Martin Kadzere, [email protected]
Zimbabwe’s gold exports for the first quarter of 2026 reached US$843,3 million, a 113 percent increase from the US$395,9 million recorded during the same period in 2025, latest figures from the Reserve Bank of Zimbabwe (RBZ) show.
In January 2026, exports rose to US$290 million, representing a 135,6 percent jump compared to the US$123,1 million earned in January 2025.
March 2026 concluded the quarter with US$274,8 million in exports, growing by 137,5 percent from the US$115,7 million recorded in March 2025.
Earnings for February 2026 climbed to US$278 million, representing a 137,6 percent increase over the US$117 million generated during the same month in the previous year.

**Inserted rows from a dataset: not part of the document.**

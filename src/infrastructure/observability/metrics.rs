//! Counters for cache effectiveness, provider traffic and memory writes
//!
//! Counters are no-ops until a recorder is installed by the host process.

use metrics::counter;

fn status_label(success: bool) -> &'static str {
    if success { "success" } else { "error" }
}

/// Record the outcome of a cache lookup pass
pub fn record_cache_lookup(model: &str, hits: usize, misses: usize) {
    let labels = [("model", model.to_string())];

    if hits > 0 {
        counter!("embedding_cache_hits_total", &labels).increment(hits as u64);
    }

    if misses > 0 {
        counter!("embedding_cache_misses_total", &labels).increment(misses as u64);
    }
}

/// Record one request to the embedding provider
pub fn record_provider_call(model: &str, texts: usize, success: bool) {
    let labels = [
        ("model", model.to_string()),
        ("status", status_label(success).to_string()),
    ];

    counter!("embedding_provider_requests_total", &labels).increment(1);
    counter!("embedding_provider_texts_total", &labels).increment(texts as u64);
}

/// Record memory records sent to the vector store
pub fn record_memory_write(count: usize, success: bool) {
    counter!("memory_writes_total", "status" => status_label(success)).increment(count as u64);
}

#[cfg(test)]
mod tests {
    use super::*;

    #[test]
    fn test_status_label() {
        assert_eq!(status_label(true), "success");
        assert_eq!(status_label(false), "error");
    }

    #[test]
    fn test_recording_without_recorder_is_noop() {
        record_cache_lookup("text-embedding-ada-002", 2, 1);
        record_provider_call("text-embedding-ada-002", 3, false);
        record_memory_write(0, true);
    }
}
use std::path::PathBuf;

use serde::Deserialize;

use crate::domain::memory::MEMORY_CLASS;
use crate::domain::DomainError;
use crate::infrastructure::embedding::DEFAULT_OPENAI_BASE_URL;
use crate::infrastructure::vector_store::DEFAULT_WEAVIATE_URL;

/// Environment variable consulted when `embedding.api_key` is unset
pub const OPENAI_API_KEY_ENV: &str = "OPENAI_API_KEY";

/// Application configuration
#[derive(Debug, Clone, Default, Deserialize)]
#[serde(default)]
pub struct AppConfig {
    pub logging: LoggingConfig,
    pub embedding: EmbeddingSettings,
    pub vector_store: VectorStoreSettings,
}

#[derive(Debug, Clone, Deserialize)]
#[serde(default)]
pub struct LoggingConfig {
    pub level: String,
    pub format: LogFormat,
}

#[derive(Debug, Clone, Deserialize, Default, PartialEq, Eq)]
#[serde(rename_all = "lowercase")]
pub enum LogFormat {
    #[default]
    Pretty,
    Json,
}

#[derive(Debug, Clone, Deserialize)]
#[serde(default)]
pub struct EmbeddingSettings {
    pub model: String,
    pub cache_dir: PathBuf,
    pub base_url: String,
    pub api_key: Option<String>,
    pub timeout_secs: u64,
}

#[derive(Debug, Clone, Deserialize, Default, PartialEq, Eq)]
#[serde(rename_all = "lowercase")]
pub enum VectorStoreBackend {
    #[default]
    Weaviate,
    Memory,
}

#[derive(Debug, Clone, Deserialize)]
#[serde(default)]
pub struct VectorStoreSettings {
    pub backend: VectorStoreBackend,
    pub url: String,
    pub class_name: String,
    pub timeout_secs: u64,
}

impl Default for LoggingConfig {
    fn default() -> Self {
        Self {
            level: "info".to_string(),
            format: LogFormat::default(),
        }
    }
}

impl Default for EmbeddingSettings {
    fn default() -> Self {
        Self {
            model: "text-embedding-ada-002".to_string(),
            cache_dir: PathBuf::from(".cache/embeddings"),
            base_url: DEFAULT_OPENAI_BASE_URL.to_string(),
            api_key: None,
            timeout_secs: 30,
        }
    }
}

impl EmbeddingSettings {
    /// The configured key, falling back to `OPENAI_API_KEY`
    pub fn resolve_api_key(&self) -> Result<String, DomainError> {
        self.resolve_api_key_with(std::env::var(OPENAI_API_KEY_ENV).ok())
    }

    fn resolve_api_key_with(&self, env_key: Option<String>) -> Result<String, DomainError> {
        self.api_key
            .clone()
            .or(env_key)
            .filter(|key| !key.trim().is_empty())
            .ok_or_else(|| {
                DomainError::configuration(format!(
                    "No embedding API key: set embedding.api_key or {}",
                    OPENAI_API_KEY_ENV
                ))
            })
    }
}

impl Default for VectorStoreSettings {
    fn default() -> Self {
        Self {
            backend: VectorStoreBackend::default(),
            url: DEFAULT_WEAVIATE_URL.to_string(),
            class_name: MEMORY_CLASS.to_string(),
            timeout_secs: 30,
        }
    }
}

impl AppConfig {
    pub fn load() -> Result<Self, config::ConfigError> {
        let config = config::Config::builder()
            .add_source(config::File::with_name("config/default").required(false))
            .add_source(config::File::with_name("config/local").required(false))
            .add_source(
                config::Environment::with_prefix("APP")
                    .separator("__")
                    .try_parsing(true),
            )
            .build()?;

        config.try_deserialize()
    }
}
use thiserror::Error;

/// Core domain errors
#[derive(Debug, Error)]
pub enum DomainError {
    #[error("Validation error: {message}")]
    Validation { message: String },

    #[error("Provider error: {provider} - {message}")]
    Provider { provider: String, message: String },

    #[error("Write error: {message}")]
    Write { message: String },

    #[error("Batch error: {message} ({} record(s) already written)", .written_ids.len())]
    Batch {
        message: String,
        written_ids: Vec<String>,
    },

    #[error("Vector store error: {message}")]
    VectorStore { message: String },

    #[error("Cache error: {message}")]
    Cache { message: String },

    #[error("Configuration error: {message}")]
    Configuration { message: String },

    #[error("Internal error: {message}")]
    Internal { message: String },
}

impl DomainError {
    pub fn validation(message: impl Into<String>) -> Self {
        Self::Validation {
            message: message.into(),
        }
    }

    pub fn provider(provider: impl Into<String>, message: impl Into<String>) -> Self {
        Self::Provider {
            provider: provider.into(),
            message: message.into(),
        }
    }

    pub fn write(message: impl Into<String>) -> Self {
        Self::Write {
            message: message.into(),
        }
    }

    pub fn batch(message: impl Into<String>, written_ids: Vec<String>) -> Self {
        Self::Batch {
            message: message.into(),
            written_ids,
        }
    }

    pub fn vector_store(message: impl Into<String>) -> Self {
        Self::VectorStore {
            message: message.into(),
        }
    }

    pub fn cache(message: impl Into<String>) -> Self {
        Self::Cache {
            message: message.into(),
        }
    }

    pub fn configuration(message: impl Into<String>) -> Self {
        Self::Configuration {
            message: message.into(),
        }
    }

    pub fn internal(message: impl Into<String>) -> Self {
        Self::Internal {
            message: message.into(),
        }
    }

    /// Re-wrap a provider error with additional context, keeping its kind
    pub fn with_context(self, context: &str) -> Self {
        match self {
            Self::Provider { provider, message } => Self::Provider {
                provider,
                message: format!("{}: {}", context, message),
            },
            other => other,
        }
    }

    /// Whether this error was raised by input validation
    pub fn is_validation(&self) -> bool {
        matches!(self, Self::Validation { .. })
    }
}

#[cfg(test)]
mod tests {
    use super::*;

    #[test]
    fn test_validation_error() {
        let error = DomainError::validation("Invalid input");
        assert_eq!(error.to_string(), "Validation error: Invalid input");
        assert!(error.is_validation());
    }

    #[test]
    fn test_provider_error_with_context() {
        let error = DomainError::provider("openai", "Rate limit exceeded")
            .with_context("Failed to generate embedding");

        assert_eq!(
            error.to_string(),
            "Provider error: openai - Failed to generate embedding: Rate limit exceeded"
        );
    }

    #[test]
    fn test_context_leaves_other_kinds_untouched() {
        let error = DomainError::write("boom").with_context("ignored");
        assert_eq!(error.to_string(), "Write error: boom");
    }

    #[test]
    fn test_batch_error_reports_written_count() {
        let error = DomainError::batch("store rejected record 2", vec!["a".into(), "b".into()]);
        assert_eq!(
            error.to_string(),
            "Batch error: store rejected record 2 (2 record(s) already written)"
        );
    }
}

Earlier, Fidelity Gold Refinery reported first quarter deliveries reached 9,31 tonnes, 8,3 percent increase from the 8,59 tonnes recorded during the same period in 2025.
The country’s sole authorised buyer said the sector remains anchored by small-scale miners, who accounted for nearly 70 percent of total quarterly output.

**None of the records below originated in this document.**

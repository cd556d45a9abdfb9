//! File-backed embedding cache: one JSON document per key

use std::io::ErrorKind;
use std::path::{Path, PathBuf};

use async_trait::async_trait;
use serde::{Deserialize, Serialize};
use tokio::fs;
use tracing::{debug, warn};
use uuid::Uuid;

use crate::domain::cache::{CacheEntry, CacheInfo, CacheKey, EmbeddingCache, Metadata};
use crate::domain::embedding::Vector;
use crate::domain::DomainError;

const ENTRY_EXTENSION: &str = "json";

/// On-disk layout of a cache entry
#[derive(Debug, Deserialize)]
struct StoredEntry {
    embedding: Vector,
    #[serde(default)]
    metadata: Option<Metadata>,
}

#[derive(Debug, Serialize)]
struct StoredEntryRef<'a> {
    embedding: &'a [f64],
    metadata: &'a Metadata,
}

/// Embedding cache persisted as `<sha256>.json` files in a directory
///
/// Writes go through a temporary sibling file that is renamed into place, so
/// a reader never observes a partially written entry. Concurrent writers of
/// the same key are last-write-wins.
#[derive(Debug, Clone)]
pub struct FileEmbeddingCache {
    cache_dir: PathBuf,
}

impl FileEmbeddingCache {
    /// Opens a cache rooted at `cache_dir`, creating the directory tree if needed
    pub fn new(cache_dir: impl Into<PathBuf>) -> Result<Self, DomainError> {
        let cache_dir = cache_dir.into();

        std::fs::create_dir_all(&cache_dir).map_err(|e| {
            DomainError::cache(format!(
                "Failed to create cache directory {}: {}",
                cache_dir.display(),
                e
            ))
        })?;

        Ok(Self { cache_dir })
    }

    pub fn cache_dir(&self) -> &Path {
        &self.cache_dir
    }

    fn entry_path(&self, key: &CacheKey) -> PathBuf {
        self.cache_dir
            .join(format!("{}.{}", key.as_str(), ENTRY_EXTENSION))
    }

    /// Lists entry files with their sizes
    async fn entry_files(&self) -> Result<Vec<(PathBuf, u64)>, DomainError> {
        let mut dir = fs::read_dir(&self.cache_dir)
            .await
            .map_err(|e| DomainError::cache(format!("Failed to read cache directory: {}", e)))?;

        let mut files = Vec::new();

        while let Some(entry) = dir
            .next_entry()
            .await
            .map_err(|e| DomainError::cache(format!("Failed to read cache directory: {}", e)))?
        {
            let path = entry.path();

            if path.extension().and_then(|ext| ext.to_str()) != Some(ENTRY_EXTENSION) {
                continue;
            }

            match entry.metadata().await {
                Ok(meta) if meta.is_file() => files.push((path, meta.len())),
                Ok(_) => {}
                // Removed by a concurrent clear
                Err(e) if e.kind() == ErrorKind::NotFound => {}
                Err(e) => {
                    return Err(DomainError::cache(format!(
                        "Failed to stat cache entry {}: {}",
                        path.display(),
                        e
                    )));
                }
            }
        }

        Ok(files)
    }
}

#[async_trait]
impl EmbeddingCache for FileEmbeddingCache {
    async fn load(&self, key: &CacheKey) -> Option<CacheEntry> {
        let path = self.entry_path(key);

        let bytes = match fs::read(&path).await {
            Ok(bytes) => bytes,
            Err(e) if e.kind() == ErrorKind::NotFound => return None,
            Err(e) => {
                warn!(key = %key, error = %e, "Unreadable cache entry, treating as miss");
                return None;
            }
        };

        match serde_json::from_slice::<StoredEntry>(&bytes) {
            Ok(stored) => Some(CacheEntry::new(
                key.clone(),
                stored.embedding,
                stored.metadata.unwrap_or_default(),
            )),
            Err(e) => {
                warn!(key = %key, error = %e, "Corrupt cache entry, treating as miss");
                None
            }
        }
    }

    async fn save(
        &self,
        key: &CacheKey,
        embedding: &[f64],
        metadata: Option<&Metadata>,
    ) -> Result<(), DomainError> {
        let empty = Metadata::new();
        let document = StoredEntryRef {
            embedding,
            metadata: metadata.unwrap_or(&empty),
        };

        let data = serde_json::to_vec(&document)
            .map_err(|e| DomainError::cache(format!("Failed to serialize cache entry: {}", e)))?;

        let path = self.entry_path(key);
        let tmp_path = self
            .cache_dir
            .join(format!(".{}.{}.tmp", key.as_str(), Uuid::new_v4().simple()));

        fs::write(&tmp_path, &data)
            .await
            .map_err(|e| DomainError::cache(format!("Failed to write cache entry: {}", e)))?;

        if let Err(e) = fs::rename(&tmp_path, &path).await {
            let _ = fs::remove_file(&tmp_path).await;
            return Err(DomainError::cache(format!(
                "Failed to persist cache entry: {}",
                e
            )));
        }

        debug!(key = %key, bytes = data.len(), "Saved cache entry");
        Ok(())
    }

    async fn delete(&self, key: &CacheKey) -> Result<bool, DomainError> {
        match fs::remove_file(self.entry_path(key)).await {
            Ok(()) => Ok(true),
            Err(e) if e.kind() == ErrorKind::NotFound => Ok(false),
            Err(e) => Err(DomainError::cache(format!(
                "Failed to delete cache entry {}: {}",
                key, e
            ))),
        }
    }

    async fn clear(&self) -> Result<usize, DomainError> {
        let mut removed = 0;

        for (path, _) in self.entry_files().await? {
            match fs::remove_file(&path).await {
                Ok(()) => removed += 1,
                Err(e) if e.kind() == ErrorKind::NotFound => {}
                Err(e) => {
                    return Err(DomainError::cache(format!(
                        "Failed to delete cache entry {}: {}",
                        path.display(),
                        e
                    )));
                }
            }
        }

        debug!(removed, dir = %self.cache_dir.display(), "Cleared embedding cache");
        Ok(removed)
    }

    async fn info(&self) -> Result<CacheInfo, DomainError> {
        let files = self.entry_files().await?;

        Ok(CacheInfo {
            entry_count: files.len(),
            total_size_bytes: files.iter().map(|(_, size)| size).sum(),
            cache_dir: self.cache_dir.clone(),
        })
    }
}

#[cfg(test)]
mod tests {
    use super::*;
    use serde_json::json;
    use tempfile::TempDir;

    fn create_cache() -> (TempDir, FileEmbeddingCache) {
        let dir = TempDir::new().unwrap();
        let cache = FileEmbeddingCache::new(dir.path().join("embeddings")).unwrap();
        (dir, cache)
    }

    fn metadata(pairs: &[(&str, serde_json::Value)]) -> Metadata {
        pairs
            .iter()
            .map(|(k, v)| (k.to_string(), v.clone()))
            .collect()
    }

    #[test]
    fn test_creates_nested_directory() {
        let dir = TempDir::new().unwrap();
        let nested = dir.path().join("a").join("b").join("c");

        let cache = FileEmbeddingCache::new(&nested).unwrap();

        assert!(nested.is_dir());
        assert_eq!(cache.cache_dir(), nested.as_path());
    }

    #[test]
    fn test_existing_directory_is_reused() {
        let dir = TempDir::new().unwrap();

        assert!(FileEmbeddingCache::new(dir.path()).is_ok());
        assert!(FileEmbeddingCache::new(dir.path()).is_ok());
    }

    #[tokio::test]
    async fn test_save_and_load_round_trip() {
        let (_dir, cache) = create_cache();
        let key = CacheKey::for_text("round trip");
        let vector = vec![0.1, -0.000123456789012345, 1e-300, 0.30000000000000004, 2.0];
        let meta = metadata(&[("source", json!("test")), ("timestamp", json!("2024-03-20"))]);

        cache.save(&key, &vector, Some(&meta)).await.unwrap();
        let entry = cache.load(&key).await.unwrap();

        assert_eq!(entry.key, key);
        assert_eq!(entry.embedding, vector);
        assert_eq!(entry.metadata, meta);
    }

    #[tokio::test]
    async fn test_save_defaults_metadata_to_empty_object() {
        let (_dir, cache) = create_cache();
        let key = CacheKey::for_text("no metadata");

        cache.save(&key, &[1.0, 2.0], None).await.unwrap();

        let raw = std::fs::read_to_string(cache.entry_path(&key)).unwrap();
        let document: serde_json::Value = serde_json::from_str(&raw).unwrap();
        assert_eq!(document, json!({"embedding": [1.0, 2.0], "metadata": {}}));
        assert!(cache.load(&key).await.unwrap().metadata.is_empty());
    }

    #[tokio::test]
    async fn test_save_overwrites_previous_entry() {
        let (_dir, cache) = create_cache();
        let key = CacheKey::for_text("rewrite");

        cache.save(&key, &[1.0], Some(&metadata(&[("v", json!(1))]))).await.unwrap();
        cache.save(&key, &[2.0], None).await.unwrap();

        let entry = cache.load(&key).await.unwrap();
        assert_eq!(entry.embedding, vec![2.0]);
        assert!(entry.metadata.is_empty());
        assert_eq!(cache.info().await.unwrap().entry_count, 1);
    }

    #[tokio::test]
    async fn test_load_missing_is_none() {
        let (_dir, cache) = create_cache();
        assert!(cache.load(&CacheKey::for_text("never saved")).await.is_none());
    }

    #[tokio::test]
    async fn test_corrupt_entry_is_a_miss() {
        let (_dir, cache) = create_cache();
        let key = CacheKey::for_text("corrupt");
        std::fs::write(cache.entry_path(&key), b"{not json").unwrap();

        assert!(cache.load(&key).await.is_none());
    }

    #[tokio::test]
    async fn test_entry_without_embedding_is_a_miss() {
        let (_dir, cache) = create_cache();
        let key = CacheKey::for_text("no embedding");
        std::fs::write(cache.entry_path(&key), br#"{"metadata": {"a": 1}}"#).unwrap();

        assert!(cache.load(&key).await.is_none());
    }

    #[tokio::test]
    async fn test_entry_with_non_numeric_embedding_is_a_miss() {
        let (_dir, cache) = create_cache();
        let key = CacheKey::for_text("strings");
        std::fs::write(
            cache.entry_path(&key),
            br#"{"embedding": ["a", "b"], "metadata": {}}"#,
        )
        .unwrap();

        assert!(cache.load(&key).await.is_none());
    }

    #[tokio::test]
    async fn test_entry_without_metadata_still_loads() {
        let (_dir, cache) = create_cache();
        let key = CacheKey::for_text("legacy");
        std::fs::write(cache.entry_path(&key), br#"{"embedding": [0.5, 1]}"#).unwrap();

        let entry = cache.load(&key).await.unwrap();
        assert_eq!(entry.embedding, vec![0.5, 1.0]);
        assert!(entry.metadata.is_empty());
    }

    #[tokio::test]
    async fn test_load_batch_isolates_corrupt_entries() {
        let (_dir, cache) = create_cache();
        let good = CacheKey::for_text("good");
        let bad = CacheKey::for_text("bad");
        let missing = CacheKey::for_text("missing");

        cache.save(&good, &[1.0], None).await.unwrap();
        std::fs::write(cache.entry_path(&bad), b"garbage").unwrap();

        let results = cache
            .load_batch(&[bad.clone(), good.clone(), missing.clone()])
            .await;

        assert_eq!(results.len(), 3);
        assert!(results[0].is_none());
        assert_eq!(results[1].as_ref().unwrap().embedding, vec![1.0]);
        assert!(results[2].is_none());
    }

    #[tokio::test]
    async fn test_delete() {
        let (_dir, cache) = create_cache();
        let key = CacheKey::for_text("delete me");
        cache.save(&key, &[1.0], None).await.unwrap();

        assert!(cache.delete(&key).await.unwrap());
        assert!(!cache.delete(&key).await.unwrap());
        assert!(cache.load(&key).await.is_none());
    }

    #[tokio::test]
    async fn test_info_and_clear() {
        let (_dir, cache) = create_cache();
        cache.save(&CacheKey::for_text("a"), &[1.0, 2.0], None).await.unwrap();
        cache.save(&CacheKey::for_text("b"), &[3.0], None).await.unwrap();
        std::fs::write(cache.cache_dir().join("notes.txt"), b"not an entry").unwrap();

        let info = cache.info().await.unwrap();
        let expected_size: u64 = ["a", "b"]
            .iter()
            .map(|t| {
                std::fs::metadata(cache.entry_path(&CacheKey::for_text(t)))
                    .unwrap()
                    .len()
            })
            .sum();

        assert_eq!(info.entry_count, 2);
        assert_eq!(info.total_size_bytes, expected_size);
        assert_eq!(info.cache_dir, cache.cache_dir());

        assert_eq!(cache.clear().await.unwrap(), 2);

        let info = cache.info().await.unwrap();
        assert_eq!(info.entry_count, 0);
        assert_eq!(info.total_size_bytes, 0);
        assert!(cache.cache_dir().join("notes.txt").exists());
    }

    #[tokio::test]
    async fn test_entries_survive_reopen() {
        let dir = TempDir::new().unwrap();
        let key = CacheKey::for_text("persistent");

        FileEmbeddingCache::new(dir.path())
            .unwrap()
            .save(&key, &[4.0, 5.0], None)
            .await
            .unwrap();

        let reopened = FileEmbeddingCache::new(dir.path()).unwrap();
        assert_eq!(reopened.load(&key).await.unwrap().embedding, vec![4.0, 5.0]);
    }
}
//! Vector store implementations

mod in_memory;
mod weaviate;

pub use in_memory::InMemoryVectorStore;
pub use weaviate::{WeaviateVectorStore, DEFAULT_WEAVIATE_URL};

Between January and March, the artisanal and small-scale sector delivered 6,51 tonnes, while primary producers contributed 2,8 tonnes.
Despite the quarterly growth, March witnessed a significant shift in production dynamics.

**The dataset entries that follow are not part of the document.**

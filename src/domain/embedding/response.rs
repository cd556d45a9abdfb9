//! Embedding response types

use serde::{Deserialize, Serialize};

/// Embedding vector as returned by the provider and persisted in the cache
pub type Vector = Vec<f64>;

/// A single embedding vector
#[derive(Debug, Clone, PartialEq, Serialize, Deserialize)]
pub struct Embedding {
    /// Index of the input text this vector belongs to
    index: usize,
    embedding: Vector,
}

impl Embedding {
    pub fn new(index: usize, embedding: Vector) -> Self {
        Self { index, embedding }
    }

    pub fn index(&self) -> usize {
        self.index
    }

    pub fn vector(&self) -> &[f64] {
        &self.embedding
    }

    pub fn dimensions(&self) -> usize {
        self.embedding.len()
    }

    pub fn into_vector(self) -> Vector {
        self.embedding
    }
}

/// Calculate cosine similarity between two vectors
pub fn cosine_similarity(a: &[f64], b: &[f64]) -> f64 {
    if a.len() != b.len() || a.is_empty() {
        return 0.0;
    }

    let dot_product: f64 = a.iter().zip(b.iter()).map(|(x, y)| x * y).sum();
    let norm_a: f64 = a.iter().map(|x| x * x).sum::<f64>().sqrt();
    let norm_b: f64 = b.iter().map(|x| x * x).sum::<f64>().sqrt();

    if norm_a == 0.0 || norm_b == 0.0 {
        return 0.0;
    }

    dot_product / (norm_a * norm_b)
}

/// Usage statistics for embedding request
#[derive(Debug, Clone, Default, PartialEq, Serialize, Deserialize)]
pub struct EmbeddingUsage {
    prompt_tokens: u32,
    total_tokens: u32,
}

impl EmbeddingUsage {
    pub fn new(prompt_tokens: u32, total_tokens: u32) -> Self {
        Self {
            prompt_tokens,
            total_tokens,
        }
    }

    pub fn prompt_tokens(&self) -> u32 {
        self.prompt_tokens
    }

    pub fn total_tokens(&self) -> u32 {
        self.total_tokens
    }
}

/// Response from an embedding request
#[derive(Debug, Clone, Serialize, Deserialize)]
pub struct EmbeddingResponse {
    model: String,
    data: Vec<Embedding>,
    usage: EmbeddingUsage,
}

impl EmbeddingResponse {
    pub fn new(model: String, data: Vec<Embedding>, usage: EmbeddingUsage) -> Self {
        Self { model, data, usage }
    }

    pub fn model(&self) -> &str {
        &self.model
    }

    pub fn embeddings(&self) -> &[Embedding] {
        &self.data
    }

    pub fn len(&self) -> usize {
        self.data.len()
    }

    pub fn is_empty(&self) -> bool {
        self.data.is_empty()
    }

    pub fn usage(&self) -> &EmbeddingUsage {
        &self.usage
    }

    /// Consume the response and return vectors ordered by their input index
    pub fn into_ordered_vectors(self) -> Vec<Vector> {
        let mut data = self.data;
        data.sort_by_key(Embedding::index);
        data.into_iter().map(Embedding::into_vector).collect()
    }
}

Small-scale deliveries plunged by about 30 percent compared to February, while primary producers recorded their strongest month of the year as deliveries climbed 24 percent to reach 1,1 tonnes.
Market analysts suggest the sharp contraction in the small-scale sector was triggered by a now-suspended Reserve Bank of Zimbabwe (RBZ) directive regarding payment structures.
The decline followed the central bank’s decision to end an arrangement where artisanal miners received 100 percent of their proceeds in US dollars.
In the 2026 Monetary Policy Statement, RBZ Governor Dr John Mushayavanhu initially mandated that small-scale miners accept 10 percent of their payments in local currency.
Industry players noted that the sudden shift sparked immediate friction within the sector, which is vital for the country’s export earnings and the stability of the ZiG.
The surge in export earnings has been largely driven by strong international gold prices, which have remained strong since last year.
The favourable global market environment has enabled Zimbabwe to maximise returns on its mineral resources as the country continues to rely on the “yellow metal” as a key anchor of the economy.
Gold was trading at about US$4,615 per ounce on global markets yesterday.
After reaching a historic peak of US$5 589 in late January, the market has entered a somewhat volatile period.
Spot gold prices rose by 1,6 percent on Wednesday, recovering from a one-month low of US$4 540 hit earlier this week.
This price action is being driven by several key factors. Sustained tensions in the Middle East and the collapse of recent international negotiations continue to drive investors towards bullion.
Emerging market central banks are systematically diversifying their reserves, purchasing an estimated 60 tonnes of gold per month.
Despite the recent correction, major financial institutions maintain aggressive targets for the end of 2026. Goldman Sachs projects a price of US$5 400, while JP Morgan has set a target as high as US$6 300 per ounce.
The surge in gold export earnings provides a critical anchor for the Zimbabwe Gold (ZiG), which was introduced as a structured currency backed by physical bullion and foreign exchange.
The substantial gold buffer has been instrumental in maintaining the interbank exchange rate, which at present oscillates around ZiG25 per US dollar, providing the market with much-needed predictability.
Gold exports contribute approximately 45 percent of Zimbabwe’s total foreign currency earnings.
The robust receipts have established a favourable external position that is playing a crucial role in stabilising the exchange rate, strengthening domestic liquidity, and facilitating the continued accumulation of foreign exchange reserves.